Lax-Wendroff Flux Reconstruction (LWFR) is a single-stage, high order, quadrature free method for solving hyperbolic conservation laws. This work extends the LWFR scheme to solve conservation laws on curvilinear meshes with adaptive mesh refinement (AMR). The scheme uses a subcell based blending limiter to perform shock capturing and exploits the same subcell structure to obtain admissibility preservation on curvilinear meshes. It is proven that the proposed extension of LWFR scheme to curvilinear grids preserves constant solution (free stream preservation) under the standard metric identities. For curvilinear meshes, linear Fourier stability analysis cannot be used to obtain an optimal CFL number. Thus, an embedded-error based time step computation method is proposed for LWFR method which reduces fine-tuning process required to select a stable CFL number using the wave speed based time step computation. The developments are tested on compressible Euler's equations, validating the blending limiter, admissibility preservation, AMR algorithm, curvilinear meshes and error based time stepping.

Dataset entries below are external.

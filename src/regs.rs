//! Register map of the W5500 and the framing of its SPI transactions.
//!
//! Every transaction starts with a three byte header: a 16-bit offset into
//! the selected block, followed by a control byte carrying the block select
//! bits, the read/write bit and the operation mode. Only the variable length
//! data mode (OM = 00) is used, so chip select frames each transfer.

use bitfield_struct::bitfield;
use macro_bits::{bit, serializable_enum};

/// Raw MAC mode is restricted to socket 0 by the hardware.
pub(crate) const RAW_SOCKET: u8 = 0;

/// Number of hardware sockets sharing the buffer memory.
pub(crate) const SOCKET_COUNT: u8 = 8;

/// Control byte of the SPI header.
#[bitfield(u8)]
pub(crate) struct ControlByte {
    /// Operation mode. 00 selects variable length data mode.
    #[bits(2)]
    pub op_mode: u8,
    /// Read/write select. Set for writes.
    pub write: bool,
    /// Block select bits.
    #[bits(5)]
    pub block: u8,
}

/// The memory block a register offset is relative to.
#[derive(Clone, Copy, Debug, PartialEq, Eq, Hash)]
pub(crate) enum Block {
    /// Common register block.
    Common,
    /// Register block of socket `n`.
    Socket(u8),
    /// TX memory window of socket 0.
    TxBuffer,
    /// RX memory window of socket 0.
    RxBuffer,
}

impl Block {
    pub(crate) const fn select_bits(self) -> u8 {
        match self {
            Block::Common => 0b00000,
            Block::Socket(socket) => socket * 4 + 1,
            Block::TxBuffer => 0b00010,
            Block::RxBuffer => 0b00011,
        }
    }
}

/// A chip-internal location, constructed per transaction and never stored.
#[derive(Clone, Copy, Debug, PartialEq, Eq)]
pub(crate) struct Register {
    pub block: Block,
    pub offset: u16,
}

impl Register {
    pub(crate) const fn common(offset: u16) -> Self {
        Self {
            block: Block::Common,
            offset,
        }
    }
    pub(crate) const fn socket(socket: u8, offset: u16) -> Self {
        Self {
            block: Block::Socket(socket),
            offset,
        }
    }
    pub(crate) const fn tx_buffer(offset: u16) -> Self {
        Self {
            block: Block::TxBuffer,
            offset,
        }
    }
    pub(crate) const fn rx_buffer(offset: u16) -> Self {
        Self {
            block: Block::RxBuffer,
            offset,
        }
    }
    /// Encode the three byte SPI header for this location.
    pub(crate) fn header(self, write: bool) -> [u8; 3] {
        let control = ControlByte::new()
            .with_op_mode(0)
            .with_write(write)
            .with_block(self.block.select_bits());
        let [hi, lo] = self.offset.to_be_bytes();
        [hi, lo, control.into_bits()]
    }
}

/// Common register block offsets.
pub(crate) mod common {
    /// Mode register.
    pub const MR: u16 = 0x0000;
    /// Source hardware (MAC) address, 6 bytes.
    pub const SHAR: u16 = 0x0009;
    /// Interrupt low level timer, controls interrupt re-assertion.
    pub const INTLEVEL: u16 = 0x0013;
    /// Socket interrupt mask.
    pub const SIMR: u16 = 0x0018;
    /// Combined PHY configuration/status register, the chip's only PHY register.
    pub const PHYCFGR: u16 = 0x002E;
    /// Chip version.
    pub const VERSIONR: u16 = 0x0039;
}

/// Per-socket register block offsets.
pub(crate) mod socket {
    /// Socket mode register.
    pub const MR: u16 = 0x0000;
    /// Socket command register, auto-cleared on command acceptance.
    pub const CR: u16 = 0x0001;
    /// Socket interrupt status, write 1 to clear.
    pub const IR: u16 = 0x0002;
    /// RX buffer size in KiB.
    pub const RXBUF_SIZE: u16 = 0x001E;
    /// TX buffer size in KiB.
    pub const TXBUF_SIZE: u16 = 0x001F;
    /// TX free size, 16 bits.
    pub const TX_FSR: u16 = 0x0020;
    /// TX write pointer, 16 bits.
    pub const TX_WR: u16 = 0x0024;
    /// RX received size, 16 bits.
    pub const RX_RSR: u16 = 0x0026;
    /// RX read pointer, 16 bits.
    pub const RX_RD: u16 = 0x0028;
    /// Socket interrupt mask.
    pub const IMR: u16 = 0x002C;
}

/// `MR` software reset bit, auto-clearing.
pub(crate) const MR_RST: u8 = bit!(7);
/// `MR` ping block bit.
pub(crate) const MR_PB: u8 = bit!(4);
/// `Sn_MR` MAC address filtering.
pub(crate) const SN_MR_MFEN: u8 = bit!(7);
/// `Sn_MR` raw MAC mode.
pub(crate) const SN_MR_MACRAW: u8 = bit!(2);
/// `Sn_IR` frame received.
pub(crate) const SN_IR_RECV: u8 = bit!(2);
/// `Sn_IR` send complete.
pub(crate) const SN_IR_SENDOK: u8 = bit!(4);
/// `SIMR` socket 0 interrupt enable.
pub(crate) const SIMR_SOCK0: u8 = bit!(0);

serializable_enum! {
    /// Command codes accepted by the socket command register.
    #[derive(Clone, Copy, Debug, PartialEq, Eq, Hash)]
    pub enum SocketCommand: u8 {
        Open => 0x01,
        Close => 0x10,
        Send => 0x20,
        Recv => 0x40
    }
}

/// Layout of `PHYCFGR`.
#[bitfield(u8)]
pub(crate) struct PhyConfig {
    pub link_up: bool,
    pub speed_100m: bool,
    pub full_duplex: bool,
    #[bits(3)]
    pub op_mode_config: u8,
    pub op_mode: bool,
    /// Cleared while the PHY is held in reset.
    pub reset_complete: bool,
}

翻译：摘要：Lax-Wendroff通量重构（LWFR）是一种用于求解双曲守恒律的单步、高阶、无求积方法。本文将LWFR格式扩展至带有自适应网格细化（AMR）的曲线网格上求解守恒律问题。该格式采用基于子单元的混合限制器实现激波捕捉，并利用相同的子单元结构在曲线网格上获得可容许性保持。理论证明，所提出的LWFR格式在标准度量恒等式下可保持曲线网格上的常数解（自由流保持）。由于曲线网格无法采用线性傅里叶稳定性分析获得最优CFL数，本文针对LWFR方法提出了一种基于嵌入式误差的时间步长计算方法，减少了基于波速时间步长计算中为选择稳定CFL数所需的精细调试过程。通过可压缩欧拉方程组的数值试验，验证了混合限制器、可容许性保持、AMR算法、曲线网格及基于误差步进方法的有效性。